Cytokine-mediated regulation of activating and inhibitory Fcγ receptors in human monocytes

Fc gamma receptors (Fc gamma R) trigger inflammatory reactions in response to immunoglobulin-opsonized pathogens and antigen-antibody complexes. The coordinate expression of activating and inhibitory Fc gamma R ensures the homeostasis of immune complex-driven inflammatory responses. In this study, we used antibodies with preferential binding for activating Fc gamma RIIa and inhibitory Fc gamma RIIb receptors to investigate the expression and regulation of Fc gamma RII isoforms in human monocytes. Cross-linking of Fc gamma RIIa triggered phagocytosis and cytokine production. Cross-linking of Fc gamma RIIb was associated with phosphorylation of the immunoreceptor tyrosine-based inhibitory motif and with a marked reduction in monocyte effector functions. Our study revealed that tumor necrosis factor alpha (TNF-alpha), interleakin (IL)-10, and IL-13 altered the transcriptional activity of the Fc gamma RIIB promoter in transfected cell lines and skewed the balance of activating versus inhibitory Fc gamma R in human monocytes.

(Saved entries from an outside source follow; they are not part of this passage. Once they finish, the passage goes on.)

use crate::db::StoreError;
use crate::entities::{hero, hero_power, power, prelude::*};
use crate::validation::{ValidationError, validate_strength};
use sea_orm::{DatabaseConnection, DbErr, EntityTrait, PaginatorTrait, Set, TransactionTrait};

pub struct HeroPowerRepository {
    conn: DatabaseConnection,
}

impl HeroPowerRepository {
    #[must_use]
    pub const fn new(conn: DatabaseConnection) -> Self {
        Self { conn }
    }

    /// Validates strength and both foreign keys inside the insert's
    /// transaction; the first failing check aborts the whole write.
    /// Returns the new row together with the hero and power it joins,
    /// for the nested creation response.
    pub async fn create(
        &self,
        strength: String,
        hero_id: i32,
        power_id: i32,
    ) -> Result<(hero_power::Model, hero::Model, power::Model), StoreError> {
        validate_strength(&strength)?;

        let txn = self.conn.begin().await?;

        let hero = Hero::find_by_id(hero_id)
            .one(&txn)
            .await?
            .ok_or(ValidationError::UnknownHero)?;
        let power = Power::find_by_id(power_id)
            .one(&txn)
            .await?
            .ok_or(ValidationError::UnknownPower)?;

        let insert = HeroPower::insert(hero_power::ActiveModel {
            strength: Set(strength),
            hero_id: Set(hero_id),
            power_id: Set(power_id),
            ..Default::default()
        })
        .exec(&txn)
        .await?;

        let model = HeroPower::find_by_id(insert.last_insert_id)
            .one(&txn)
            .await?
            .ok_or_else(|| DbErr::RecordNotFound("hero_power row vanished after insert".into()))?;

        txn.commit().await?;
        Ok((model, hero, power))
    }

    pub async fn count(&self) -> Result<u64, StoreError> {
        let count = HeroPower::find().count(&self.conn).await?;
        Ok(count)
    }
}
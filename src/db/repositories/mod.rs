pub mod appearance;
pub mod episode;
pub mod guest;
pub mod hero;
pub mod hero_power;
pub mod power;
use axum::{Json, extract::State};
use std::sync::Arc;

use super::{ApiError, AppState, GuestDto};

pub async fn list_guests(
    State(state): State<Arc<AppState>>,
) -> Result<Json<Vec<GuestDto>>, ApiError> {
    let guests = state.store().list_guests().await?;

    Ok(Json(guests.into_iter().map(GuestDto::from).collect()))
}
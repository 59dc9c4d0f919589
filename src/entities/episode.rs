use sea_orm::entity::prelude::*;
use serde::Serialize;

#[derive(Clone, Debug, PartialEq, Eq, DeriveEntityModel, Serialize)]
#[sea_orm(table_name = "episode")]
pub struct Model {
    #[sea_orm(primary_key)]
    pub id: i32,
    /// Air date as stored, no format validation.
    pub date: String,
    pub number: i32,
}

#[derive(Copy, Clone, Debug, EnumIter, DeriveRelation)]
pub enum Relation {
    #[sea_orm(has_many = "super::appearance::Entity")]
    Appearance,
}

impl Related<super::appearance::Entity> for Entity {
    fn to() -> RelationDef {
        Relation::Appearance.def()
    }
}

impl ActiveModelBehavior for ActiveModel {}
use sea_orm::entity::prelude::*;
use serde::Serialize;

/// Join row carrying the Episode↔Guest edge attribute `rating`.
#[derive(Clone, Debug, PartialEq, Eq, DeriveEntityModel, Serialize)]
#[sea_orm(table_name = "appearance")]
pub struct Model {
    #[sea_orm(primary_key)]
    pub id: i32,
    pub rating: i32,
    pub episode_id: i32,
    pub guest_id: i32,
}

#[derive(Copy, Clone, Debug, EnumIter, DeriveRelation)]
pub enum Relation {
    #[sea_orm(
        belongs_to = "super::episode::Entity",
        from = "Column::EpisodeId",
        to = "super::episode::Column::Id",
        on_update = "NoAction",
        on_delete = "Cascade"
    )]
    Episode,
    #[sea_orm(
        belongs_to = "super::guest::Entity",
        from = "Column::GuestId",
        to = "super::guest::Column::Id",
        on_update = "NoAction",
        on_delete = "Cascade"
    )]
    Guest,
}

impl Related<super::episode::Entity> for Entity {
    fn to() -> RelationDef {
        Relation::Episode.def()
    }
}

impl Related<super::guest::Entity> for Entity {
    fn to() -> RelationDef {
        Relation::Guest.def()
    }
}

impl ActiveModelBehavior for ActiveModel {}
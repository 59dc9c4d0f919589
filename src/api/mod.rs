use axum::{
    Router,
    http::HeaderValue,
    routing::{get, post},
};
use std::sync::Arc;
use tower_http::cors::{Any, CorsLayer};
use tower_http::trace::TraceLayer;

use crate::config::Config;
use crate::db::Store;

mod appearances;
mod episodes;
mod error;
mod guests;
mod hero_powers;
mod heroes;
mod powers;
mod types;

pub use error::ApiError;
pub use types::*;

#[derive(Clone)]
pub struct AppState {
    pub store: Store,

    pub config: Config,
}

impl AppState {
    #[must_use]
    pub const fn store(&self) -> &Store {
        &self.store
    }
}

pub async fn create_app_state_from_config(config: Config) -> anyhow::Result<Arc<AppState>> {
    let store = Store::new(&config.general.database_path).await?;

    Ok(Arc::new(AppState { store, config }))
}

pub fn router(state: Arc<AppState>) -> Router {
    let cors_origins = state.config.server.cors_allowed_origins.clone();

    let cors_layer = if cors_origins.contains(&"*".to_string()) {
        CorsLayer::new().allow_origin(Any)
    } else {
        let origins: Vec<HeaderValue> =
            cors_origins.iter().filter_map(|s| s.parse().ok()).collect();
        CorsLayer::new().allow_origin(origins)
    };

    Router::new()
        .route("/heroes", get(heroes::list_heroes))
        .route("/heroes/{id}", get(heroes::get_hero))
        .route("/powers", get(powers::list_powers))
        .route(
            "/powers/{id}",
            get(powers::get_power).patch(powers::update_power),
        )
        .route("/hero_powers", post(hero_powers::create_hero_power))
        .route("/episodes", get(episodes::list_episodes))
        .route("/episodes/{id}", get(episodes::get_episode))
        .route("/guests", get(guests::list_guests))
        .route("/appearances", post(appearances::create_appearance))
        .with_state(state)
        .layer(cors_layer.allow_methods(Any).allow_headers(Any))
        .layer(TraceLayer::new_for_http())
}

TNF-alpha decreased the expression of inhibitory Fc gamma RIIb. IL-10 up-regulated all classes of Fc gamma R and induced alternative activation in monocytes, an effect that was synergistic with that of TNF-alpha. In contrast, IL-4 and IL-13, in combination with TNF-alpha, decreased the expression of activating Fc gamma R and markedly down-regulated Fc gamma R-mediated function. Our findings suggest that the cytokine milieu can induce changes in the relative expression of Fc gamma R with opposing function and thus, may regulate the amplitude of Fc gamma R-mediated uptake and inflammation.